→ **DATA SUPPLIED**:

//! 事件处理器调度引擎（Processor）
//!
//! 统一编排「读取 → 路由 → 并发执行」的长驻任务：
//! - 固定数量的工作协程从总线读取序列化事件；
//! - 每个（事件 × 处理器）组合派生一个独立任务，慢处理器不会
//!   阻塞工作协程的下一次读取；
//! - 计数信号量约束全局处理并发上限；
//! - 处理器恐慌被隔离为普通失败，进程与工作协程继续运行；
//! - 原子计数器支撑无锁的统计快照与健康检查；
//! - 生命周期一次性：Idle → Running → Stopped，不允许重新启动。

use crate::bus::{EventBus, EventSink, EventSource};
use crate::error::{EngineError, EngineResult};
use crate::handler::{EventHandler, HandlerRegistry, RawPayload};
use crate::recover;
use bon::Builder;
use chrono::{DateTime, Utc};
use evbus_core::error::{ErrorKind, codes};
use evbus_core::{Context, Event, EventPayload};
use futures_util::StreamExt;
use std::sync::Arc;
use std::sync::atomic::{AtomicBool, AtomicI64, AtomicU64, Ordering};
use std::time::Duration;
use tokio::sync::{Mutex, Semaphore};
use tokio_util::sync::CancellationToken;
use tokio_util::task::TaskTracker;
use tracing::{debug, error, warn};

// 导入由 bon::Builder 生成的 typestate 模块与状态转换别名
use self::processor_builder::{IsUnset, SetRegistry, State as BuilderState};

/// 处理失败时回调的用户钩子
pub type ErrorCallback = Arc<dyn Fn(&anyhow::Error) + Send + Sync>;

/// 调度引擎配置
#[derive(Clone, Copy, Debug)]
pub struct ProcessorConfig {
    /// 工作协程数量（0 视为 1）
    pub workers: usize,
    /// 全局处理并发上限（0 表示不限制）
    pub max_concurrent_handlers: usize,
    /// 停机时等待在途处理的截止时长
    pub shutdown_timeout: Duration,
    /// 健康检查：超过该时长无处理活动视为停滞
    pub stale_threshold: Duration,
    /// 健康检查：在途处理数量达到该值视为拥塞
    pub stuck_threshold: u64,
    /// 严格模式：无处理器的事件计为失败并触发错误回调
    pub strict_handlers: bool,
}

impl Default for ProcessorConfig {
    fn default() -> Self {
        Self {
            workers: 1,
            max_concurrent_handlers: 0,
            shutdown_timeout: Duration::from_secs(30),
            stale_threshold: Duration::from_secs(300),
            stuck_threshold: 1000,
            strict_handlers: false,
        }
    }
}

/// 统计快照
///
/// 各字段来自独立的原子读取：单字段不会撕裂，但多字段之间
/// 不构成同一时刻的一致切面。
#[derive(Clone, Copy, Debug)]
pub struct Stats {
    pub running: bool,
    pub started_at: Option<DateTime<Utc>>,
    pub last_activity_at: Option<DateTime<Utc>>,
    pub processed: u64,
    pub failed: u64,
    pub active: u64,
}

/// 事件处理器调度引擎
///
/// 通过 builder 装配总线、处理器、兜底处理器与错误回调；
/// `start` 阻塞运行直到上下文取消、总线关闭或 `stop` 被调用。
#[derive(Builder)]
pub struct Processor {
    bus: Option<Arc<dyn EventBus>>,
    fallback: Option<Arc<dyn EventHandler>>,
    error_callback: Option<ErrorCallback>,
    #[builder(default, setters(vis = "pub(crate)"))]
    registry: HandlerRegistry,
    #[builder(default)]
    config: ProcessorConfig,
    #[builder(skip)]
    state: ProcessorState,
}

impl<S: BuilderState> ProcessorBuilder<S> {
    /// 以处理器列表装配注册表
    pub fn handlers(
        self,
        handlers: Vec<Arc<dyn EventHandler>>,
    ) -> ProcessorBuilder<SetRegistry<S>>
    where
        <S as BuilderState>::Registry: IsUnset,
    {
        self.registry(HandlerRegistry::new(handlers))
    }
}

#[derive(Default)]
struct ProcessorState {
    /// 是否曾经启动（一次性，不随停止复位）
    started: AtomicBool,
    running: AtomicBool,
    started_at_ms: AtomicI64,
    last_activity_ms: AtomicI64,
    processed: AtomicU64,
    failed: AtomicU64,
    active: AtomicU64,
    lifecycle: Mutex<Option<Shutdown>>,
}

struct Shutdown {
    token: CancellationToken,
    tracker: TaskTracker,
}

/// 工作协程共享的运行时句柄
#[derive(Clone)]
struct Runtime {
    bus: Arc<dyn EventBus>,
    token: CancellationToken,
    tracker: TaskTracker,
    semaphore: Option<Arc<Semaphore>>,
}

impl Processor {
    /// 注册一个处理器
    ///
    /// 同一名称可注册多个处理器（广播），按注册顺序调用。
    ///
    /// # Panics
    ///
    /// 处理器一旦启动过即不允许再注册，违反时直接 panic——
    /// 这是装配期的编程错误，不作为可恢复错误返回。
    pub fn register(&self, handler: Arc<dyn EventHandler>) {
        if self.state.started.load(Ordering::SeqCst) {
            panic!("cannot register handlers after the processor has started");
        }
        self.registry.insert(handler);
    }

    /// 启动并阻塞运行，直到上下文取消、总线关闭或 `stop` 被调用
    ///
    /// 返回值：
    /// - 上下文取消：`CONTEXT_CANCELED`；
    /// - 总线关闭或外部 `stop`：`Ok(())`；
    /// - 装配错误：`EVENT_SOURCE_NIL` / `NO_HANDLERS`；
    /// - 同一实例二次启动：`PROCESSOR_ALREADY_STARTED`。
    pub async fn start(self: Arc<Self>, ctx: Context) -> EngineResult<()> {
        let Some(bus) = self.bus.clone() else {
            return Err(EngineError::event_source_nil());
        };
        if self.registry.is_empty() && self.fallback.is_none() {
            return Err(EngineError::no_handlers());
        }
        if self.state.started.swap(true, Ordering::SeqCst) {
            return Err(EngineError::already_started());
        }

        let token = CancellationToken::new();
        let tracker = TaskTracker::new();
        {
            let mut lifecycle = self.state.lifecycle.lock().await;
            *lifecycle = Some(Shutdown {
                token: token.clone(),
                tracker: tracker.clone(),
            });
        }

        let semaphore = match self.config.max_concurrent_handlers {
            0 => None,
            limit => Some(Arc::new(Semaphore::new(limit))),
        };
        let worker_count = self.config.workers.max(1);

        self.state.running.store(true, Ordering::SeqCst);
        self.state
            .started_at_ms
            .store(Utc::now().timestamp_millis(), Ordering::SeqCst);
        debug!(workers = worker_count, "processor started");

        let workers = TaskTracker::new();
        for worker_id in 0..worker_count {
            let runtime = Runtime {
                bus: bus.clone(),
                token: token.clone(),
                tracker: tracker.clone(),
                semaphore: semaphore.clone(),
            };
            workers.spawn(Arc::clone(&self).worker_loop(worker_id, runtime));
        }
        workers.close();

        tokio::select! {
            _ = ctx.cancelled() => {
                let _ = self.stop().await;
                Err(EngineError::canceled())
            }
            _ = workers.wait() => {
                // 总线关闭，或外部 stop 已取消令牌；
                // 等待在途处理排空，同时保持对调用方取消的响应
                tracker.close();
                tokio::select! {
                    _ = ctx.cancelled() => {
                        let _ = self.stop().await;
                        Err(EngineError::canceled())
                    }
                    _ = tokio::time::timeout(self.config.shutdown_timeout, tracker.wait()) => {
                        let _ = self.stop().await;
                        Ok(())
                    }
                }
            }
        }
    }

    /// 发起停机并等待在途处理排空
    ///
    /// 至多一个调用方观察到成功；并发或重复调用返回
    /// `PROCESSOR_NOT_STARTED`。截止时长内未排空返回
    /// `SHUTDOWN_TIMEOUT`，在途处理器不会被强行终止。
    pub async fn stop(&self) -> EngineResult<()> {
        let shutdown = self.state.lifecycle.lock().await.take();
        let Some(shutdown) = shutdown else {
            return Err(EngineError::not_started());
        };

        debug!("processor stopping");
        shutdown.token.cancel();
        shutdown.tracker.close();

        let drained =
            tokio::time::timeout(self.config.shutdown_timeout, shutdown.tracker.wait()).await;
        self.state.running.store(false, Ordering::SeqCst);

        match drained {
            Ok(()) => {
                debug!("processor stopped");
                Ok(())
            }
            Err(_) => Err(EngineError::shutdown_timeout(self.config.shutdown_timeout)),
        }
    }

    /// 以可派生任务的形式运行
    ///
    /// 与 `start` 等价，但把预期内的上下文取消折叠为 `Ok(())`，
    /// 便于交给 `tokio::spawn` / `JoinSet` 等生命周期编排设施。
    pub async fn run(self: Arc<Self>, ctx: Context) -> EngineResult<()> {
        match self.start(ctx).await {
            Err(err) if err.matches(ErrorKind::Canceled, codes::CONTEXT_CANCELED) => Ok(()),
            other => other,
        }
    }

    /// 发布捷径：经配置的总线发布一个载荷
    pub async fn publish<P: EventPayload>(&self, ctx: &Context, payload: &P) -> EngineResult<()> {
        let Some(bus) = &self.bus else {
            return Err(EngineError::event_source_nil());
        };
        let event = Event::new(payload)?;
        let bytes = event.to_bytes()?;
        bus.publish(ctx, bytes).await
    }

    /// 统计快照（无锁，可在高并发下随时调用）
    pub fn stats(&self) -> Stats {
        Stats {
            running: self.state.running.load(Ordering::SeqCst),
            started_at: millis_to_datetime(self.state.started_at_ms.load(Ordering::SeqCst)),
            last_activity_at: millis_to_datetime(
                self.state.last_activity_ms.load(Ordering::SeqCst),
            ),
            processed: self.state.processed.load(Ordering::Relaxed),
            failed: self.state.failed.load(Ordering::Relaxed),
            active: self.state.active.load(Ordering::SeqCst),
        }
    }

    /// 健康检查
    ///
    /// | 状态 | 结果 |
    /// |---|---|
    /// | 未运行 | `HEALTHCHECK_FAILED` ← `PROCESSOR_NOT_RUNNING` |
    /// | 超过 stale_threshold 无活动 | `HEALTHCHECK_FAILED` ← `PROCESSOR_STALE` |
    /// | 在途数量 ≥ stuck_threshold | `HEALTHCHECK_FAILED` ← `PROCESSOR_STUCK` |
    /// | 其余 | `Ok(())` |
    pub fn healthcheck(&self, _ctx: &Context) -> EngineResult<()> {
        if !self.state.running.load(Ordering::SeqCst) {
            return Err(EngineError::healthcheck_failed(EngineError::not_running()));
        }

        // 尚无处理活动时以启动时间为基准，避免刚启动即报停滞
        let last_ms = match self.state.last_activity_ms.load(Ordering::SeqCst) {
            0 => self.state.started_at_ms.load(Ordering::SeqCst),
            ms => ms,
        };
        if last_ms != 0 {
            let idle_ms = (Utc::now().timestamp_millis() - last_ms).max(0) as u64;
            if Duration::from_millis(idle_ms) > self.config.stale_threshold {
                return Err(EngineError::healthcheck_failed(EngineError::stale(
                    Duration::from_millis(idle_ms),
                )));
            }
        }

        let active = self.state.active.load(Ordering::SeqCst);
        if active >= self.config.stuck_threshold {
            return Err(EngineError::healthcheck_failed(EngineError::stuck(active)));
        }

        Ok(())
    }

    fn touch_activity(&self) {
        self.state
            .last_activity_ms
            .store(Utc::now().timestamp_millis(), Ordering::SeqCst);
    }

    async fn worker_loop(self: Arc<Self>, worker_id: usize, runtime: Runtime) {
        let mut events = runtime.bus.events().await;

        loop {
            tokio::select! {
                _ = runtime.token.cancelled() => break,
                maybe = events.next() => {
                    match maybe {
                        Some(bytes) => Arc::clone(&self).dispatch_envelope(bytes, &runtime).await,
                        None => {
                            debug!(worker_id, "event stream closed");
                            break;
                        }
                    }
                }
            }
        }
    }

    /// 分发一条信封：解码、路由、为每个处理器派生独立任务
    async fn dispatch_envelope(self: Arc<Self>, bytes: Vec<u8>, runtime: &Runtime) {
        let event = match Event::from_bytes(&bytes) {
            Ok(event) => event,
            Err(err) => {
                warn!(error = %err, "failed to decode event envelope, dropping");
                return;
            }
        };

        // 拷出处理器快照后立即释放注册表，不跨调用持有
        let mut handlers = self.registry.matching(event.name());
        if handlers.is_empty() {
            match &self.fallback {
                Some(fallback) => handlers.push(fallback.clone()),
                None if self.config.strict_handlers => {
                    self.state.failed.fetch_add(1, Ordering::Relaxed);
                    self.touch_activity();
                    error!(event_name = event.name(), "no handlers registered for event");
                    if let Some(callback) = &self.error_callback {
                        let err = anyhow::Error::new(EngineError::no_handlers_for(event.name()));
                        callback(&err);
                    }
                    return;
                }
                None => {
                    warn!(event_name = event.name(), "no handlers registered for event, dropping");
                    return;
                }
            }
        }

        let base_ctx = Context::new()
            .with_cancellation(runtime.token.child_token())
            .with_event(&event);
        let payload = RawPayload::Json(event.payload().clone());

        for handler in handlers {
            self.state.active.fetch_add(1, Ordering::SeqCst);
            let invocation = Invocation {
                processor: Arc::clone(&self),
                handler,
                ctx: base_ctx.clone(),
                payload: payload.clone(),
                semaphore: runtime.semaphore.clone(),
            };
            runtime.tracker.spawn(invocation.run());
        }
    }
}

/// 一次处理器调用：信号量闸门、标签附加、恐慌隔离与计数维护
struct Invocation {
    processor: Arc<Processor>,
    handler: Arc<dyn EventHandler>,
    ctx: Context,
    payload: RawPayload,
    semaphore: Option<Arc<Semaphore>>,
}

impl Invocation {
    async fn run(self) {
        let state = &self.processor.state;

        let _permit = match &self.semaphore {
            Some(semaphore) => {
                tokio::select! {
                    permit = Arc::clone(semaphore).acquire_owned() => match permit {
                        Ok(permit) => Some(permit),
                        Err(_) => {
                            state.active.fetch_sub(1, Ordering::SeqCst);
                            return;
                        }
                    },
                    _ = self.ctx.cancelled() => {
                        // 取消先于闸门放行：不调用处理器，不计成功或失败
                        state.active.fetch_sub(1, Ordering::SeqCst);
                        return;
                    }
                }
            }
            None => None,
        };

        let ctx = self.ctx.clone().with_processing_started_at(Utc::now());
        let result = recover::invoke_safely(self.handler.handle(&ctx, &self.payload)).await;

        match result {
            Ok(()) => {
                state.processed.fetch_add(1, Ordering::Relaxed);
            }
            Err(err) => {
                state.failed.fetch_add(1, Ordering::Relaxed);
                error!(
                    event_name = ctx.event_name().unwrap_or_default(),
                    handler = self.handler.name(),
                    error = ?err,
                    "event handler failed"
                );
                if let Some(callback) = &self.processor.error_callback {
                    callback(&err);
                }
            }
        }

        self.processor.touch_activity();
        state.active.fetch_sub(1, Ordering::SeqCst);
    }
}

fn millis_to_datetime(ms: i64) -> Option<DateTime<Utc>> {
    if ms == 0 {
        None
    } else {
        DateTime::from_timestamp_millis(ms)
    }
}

→ **PROBLEM TO SOLVE**:
List, from the entries above, every line in which the word "async" shows up.

→ **ANSWER AREA**:
    pub async fn start(self: Arc<Self>, ctx: Context) -> EngineResult<()> {
    pub async fn stop(&self) -> EngineResult<()> {
    pub async fn run(self: Arc<Self>, ctx: Context) -> EngineResult<()> {
    pub async fn publish<P: EventPayload>(&self, ctx: &Context, payload: &P) -> EngineResult<()> {
    async fn worker_loop(self: Arc<Self>, worker_id: usize, runtime: Runtime) {
    async fn dispatch_envelope(self: Arc<Self>, bytes: Vec<u8>, runtime: &Runtime) {
    async fn run(self) {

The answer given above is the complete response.